[Opening Provided data section]

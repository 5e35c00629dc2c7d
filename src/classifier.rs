use std::borrow::Cow;
use std::path::Path;

use rayon::prelude::*;

use super::client_hints::ClientHintsResolver;
use super::db::RuleFiles;
use super::error::Result;
use super::types::*;
use super::user_agent::UserAgentResolver;

const CHROME: &str = "Chrome";
const BRAVE: &str = "Brave";

/// Client classifier: reconciles structured client hints, User-Agent string
/// heuristics and the Brave vendor override into one [`ClassificationResult`].
///
/// Holds only compiled, immutable rules, so a single instance can be shared
/// across threads and every call is a pure function of its arguments.
pub struct Classifier {
    user_agent: UserAgentResolver,
    client_hints: ClientHintsResolver,
}

impl Classifier {
    /// Build a classifier from the rule files bundled with the crate.
    pub fn new() -> Result<Self> {
        Self::from_rules(RuleFiles::builtin()?)
    }

    /// Load the rule files from `dir` and build the classifier.
    ///
    /// `dir` must contain `browsers.yml`, `ios_browsers.yml`, `oss.yml`,
    /// `engines.yml`, `devices.yml`, `brands.yml` and `platforms.yml`, using
    /// the same schema as the bundled `rules/` directory.
    pub fn from_dir(dir: impl AsRef<Path>) -> Result<Self> {
        Self::from_rules(RuleFiles::from_dir(dir.as_ref())?)
    }

    fn from_rules(rules: RuleFiles) -> Result<Self> {
        let RuleFiles {
            browsers,
            ios_browsers,
            oss,
            engines,
            devices,
            brands,
            platforms,
        } = rules;

        let (user_agent, client_hints) = rayon::join(
            || UserAgentResolver::build(browsers, ios_browsers, oss, engines, devices),
            || ClientHintsResolver::build(brands, platforms),
        );

        Ok(Self {
            user_agent: user_agent?,
            client_hints: client_hints?,
        })
    }

    /// Classify the client described by `signals`.
    ///
    /// A non-empty `user_agent` forces the string heuristics on that exact
    /// text and ignores the client hints in `signals`. Otherwise client hints
    /// are preferred when present, falling back to `signals.user_agent`.
    /// Either way the Brave override is applied last.
    pub fn classify<'a>(
        &'a self,
        user_agent: Option<&'a str>,
        signals: &'a RuntimeSignals,
    ) -> ClassificationResult<'a> {
        let mut result = match user_agent.filter(|ua| !ua.is_empty()) {
            Some(ua) => self.resolve_user_agent(ua, &signals.platform, signals.touch_points()),
            None => {
                let ua = signals.user_agent.trim();
                self.client_hints
                    .resolve(signals.client_hints.as_ref(), ua)
                    .unwrap_or_else(|| {
                        self.resolve_user_agent(ua, &signals.platform, signals.touch_points())
                    })
            }
        };

        let relabeled = apply_vendor_override(&mut result, signals.brave);
        tracing::trace!(
            source = %result.source,
            browser = %result.browser.name,
            relabeled,
            "classified client"
        );
        result
    }

    /// Classify a bare User-Agent string, with no other runtime signals.
    pub fn classify_user_agent<'a>(&'a self, user_agent: &'a str) -> ClassificationResult<'a> {
        self.resolve_user_agent(user_agent, "", 0)
    }

    /// Classify many User-Agent strings in parallel against the same runtime
    /// signals. Output order matches input order.
    pub fn classify_batch<'a, S>(
        &'a self,
        user_agents: &'a [S],
        signals: &'a RuntimeSignals,
    ) -> Vec<ClassificationResult<'a>>
    where
        S: AsRef<str> + Sync,
    {
        user_agents
            .par_iter()
            .map(|ua| {
                let mut result =
                    self.resolve_user_agent(ua.as_ref(), &signals.platform, signals.touch_points());
                apply_vendor_override(&mut result, signals.brave);
                result
            })
            .collect()
    }

    /// Classify from client hints alone; `None` when `data` is `None`.
    pub fn resolve_client_hints<'a>(
        &'a self,
        data: Option<&'a ClientHintsData>,
        user_agent: &'a str,
    ) -> Option<ClassificationResult<'a>> {
        self.client_hints.resolve(data, user_agent)
    }

    /// Classify from the User-Agent string heuristics alone.
    pub fn resolve_user_agent<'a>(
        &'a self,
        user_agent: &'a str,
        platform: &'a str,
        max_touch_points: u32,
    ) -> ClassificationResult<'a> {
        self.user_agent.resolve(user_agent, platform, max_touch_points)
    }

    pub fn normalize_brand<'a>(&'a self, label: &'a str) -> Cow<'a, str> {
        self.client_hints.normalize_brand(label)
    }

    pub fn select_brand<'b>(&self, brands: &'b [ClientHintsBrand]) -> Option<&'b ClientHintsBrand> {
        self.client_hints.select_brand(brands)
    }

    pub fn map_platform<'a>(&'a self, label: &'a str) -> NameVersion<'a> {
        self.client_hints.map_platform(label)
    }
}

/// Brave reports itself exactly like Chrome; only its detection API tells
/// them apart. Returns whether the name was changed.
fn apply_vendor_override(result: &mut ClassificationResult<'_>, brave: bool) -> bool {
    if brave && result.browser.name == CHROME {
        result.browser.name = Cow::Borrowed(BRAVE);
        return true;
    }
    false
}

#[cfg(test)]
mod tests {
    use super::*;

    const WINDOWS_CHROME: &str = "Mozilla/5.0 (Windows NT 10.0; Win64; x64) AppleWebKit/537.36 (KHTML, like Gecko) Chrome/129.0.6668.59 Safari/537.36";
    const MAC_FIREFOX: &str =
        "Mozilla/5.0 (Macintosh; Intel Mac OS X 14.1; rv:121.0) Gecko/20100101 Firefox/121.0";

    fn edge_hints() -> ClientHintsData {
        ClientHintsData {
            brands: vec![
                ClientHintsBrand::new("Chromium", "129"),
                ClientHintsBrand::new("Not=A?Brand", "8"),
                ClientHintsBrand::new("Microsoft Edge", "129"),
            ],
            mobile: false,
            platform: "Windows".into(),
        }
    }

    #[test]
    fn client_hints_take_precedence() {
        let classifier = Classifier::new().unwrap();
        let signals = RuntimeSignals::new(MAC_FIREFOX).with_client_hints(edge_hints());
        let result = classifier.classify(None, &signals);
        assert_eq!(result.source, Source::ClientHints);
        assert_eq!(result.browser.name, "Edge");
        assert_eq!(result.user_agent, MAC_FIREFOX);
    }

    #[test]
    fn falls_back_to_user_agent() {
        let classifier = Classifier::new().unwrap();
        let signals = RuntimeSignals::new(format!("  {MAC_FIREFOX} "));
        let result = classifier.classify(None, &signals);
        assert_eq!(result.source, Source::UserAgent);
        assert_eq!(result.browser.name, "Firefox");
        assert_eq!(result.os.name, "macOS");
        assert_eq!(result.os.version.as_deref(), Some("14.1"));
        assert_eq!(result.user_agent, MAC_FIREFOX);
    }

    #[test]
    fn explicit_user_agent_bypasses_client_hints() {
        let classifier = Classifier::new().unwrap();
        let signals = RuntimeSignals::new(MAC_FIREFOX).with_client_hints(edge_hints());
        let result = classifier.classify(Some(WINDOWS_CHROME), &signals);
        assert_eq!(result.source, Source::UserAgent);
        assert_eq!(result.browser.name, "Chrome");
        assert_eq!(result.user_agent, WINDOWS_CHROME);
    }

    #[test]
    fn empty_override_counts_as_absent() {
        let classifier = Classifier::new().unwrap();
        let signals = RuntimeSignals::new(MAC_FIREFOX).with_client_hints(edge_hints());
        let result = classifier.classify(Some(""), &signals);
        assert_eq!(result.source, Source::ClientHints);
    }

    #[test]
    fn whitespace_override_is_kept() {
        let classifier = Classifier::new().unwrap();
        let signals = RuntimeSignals::new(MAC_FIREFOX).with_client_hints(edge_hints());
        let result = classifier.classify(Some("   "), &signals);
        assert_eq!(result.source, Source::UserAgent);
        assert!(result.browser.is_unknown());
        assert_eq!(result.user_agent, "   ");
    }

    #[test]
    fn brave_relabels_chrome_on_both_paths() {
        let classifier = Classifier::new().unwrap();

        let signals = RuntimeSignals::new(WINDOWS_CHROME).with_brave(true);
        assert_eq!(classifier.classify(None, &signals).browser.name, "Brave");

        let hints = ClientHintsData {
            brands: vec![
                ClientHintsBrand::new("Brave", "129"),
                ClientHintsBrand::new("Chromium", "129"),
            ],
            mobile: false,
            platform: "Linux".into(),
        };
        let signals = RuntimeSignals::default()
            .with_client_hints(hints)
            .with_brave(true);
        let result = classifier.classify(None, &signals);
        assert_eq!(result.source, Source::ClientHints);
        assert_eq!(result.browser.name, "Brave");
    }

    #[test]
    fn brave_flag_leaves_other_browsers_alone() {
        let classifier = Classifier::new().unwrap();
        let signals = RuntimeSignals::new(MAC_FIREFOX).with_brave(true);
        assert_eq!(classifier.classify(None, &signals).browser.name, "Firefox");

        let signals = RuntimeSignals::default()
            .with_client_hints(edge_hints())
            .with_brave(true);
        assert_eq!(classifier.classify(None, &signals).browser.name, "Edge");
    }

    #[test]
    fn no_brave_flag_keeps_chrome() {
        let classifier = Classifier::new().unwrap();
        let signals = RuntimeSignals::new(WINDOWS_CHROME);
        assert_eq!(classifier.classify(None, &signals).browser.name, "Chrome");
    }

    #[test]
    fn batch_preserves_order() {
        let classifier = Classifier::new().unwrap();
        let uas = [WINDOWS_CHROME, MAC_FIREFOX, "", WINDOWS_CHROME];
        let signals = RuntimeSignals::default().with_brave(true);
        let names: Vec<_> = classifier
            .classify_batch(&uas, &signals)
            .into_iter()
            .map(|r| r.browser.name.into_owned())
            .collect();
        assert_eq!(names, ["Brave", "Firefox", "Unknown", "Brave"]);
    }

    #[test]
    fn repeated_calls_are_identical() {
        let classifier = Classifier::new().unwrap();
        let signals = RuntimeSignals::new(WINDOWS_CHROME)
            .with_platform("Win32")
            .with_max_touch_points(0);
        let first = classifier.classify(None, &signals).into_owned();
        let second = classifier.classify(None, &signals).into_owned();
        assert_eq!(first, second);
    }
}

[Closing Provided data section]

Copy each line from the entries above that has the word "only" in it.

_Output below_:
/// Holds only compiled, immutable rules, so a single instance can be shared
/// Brave reports itself exactly like Chrome; only its detection API tells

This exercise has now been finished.